Maiden singles out a moment when Putin refers to Rudyard Kipling’s The Jungle Book (which you can read at this link). The quotation is almost a found poem in itself, juxtaposing Putin the ruthless imperialist with Kipling, spokesman of the British Empire. I wonder if Maiden considered writing a poem that began ‘Rudyard Kipling woke up in the Kremlin, next to Vladimir Putin’. As a reminder: Tabaqui the jackal is the contemptibly devious offsider to Shere Khan the tiger, deadly enemy of the wolves who adopted Mowgli the book’s hero. Tabaqui’s propensity for rabid rages, mentioned in the poem, comes from Kipling. The Seeonee Pack, named by Maiden but not by Putin, are the wolves, and include Grey Brother, who kills Tabaqui. In the speech, Putin fairly explicitly casts the USA, or perhaps NATO, as Shere Khan.
The context of the quote is less charming, and is not irrelevant to a reading of the poem. Here is the next paragraph:
We really want to maintain good relations with all those engaged in international communication, including, by the way, those with whom we have not been getting along lately, to put it mildly. We really do not want to burn bridges.
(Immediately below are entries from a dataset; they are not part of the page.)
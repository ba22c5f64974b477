pub mod controller;
pub mod router;
pub mod service;

pub use router::init_students_router;
pub use service::StudentService;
But if someone mistakes our good intentions for indifference or weakness and intends to burn or even blow up these bridges, they must know that Russia’s response will be asymmetrical, swift and tough.
He was definitely casting himself as the wolf.
Having unsettled the reader by quoting, without disclaimer, one of the nastiest political leaders of our time (it might even have been less unsettling to quote that Serbian butcher who was a Shakespeare scholar), the poem proper begins.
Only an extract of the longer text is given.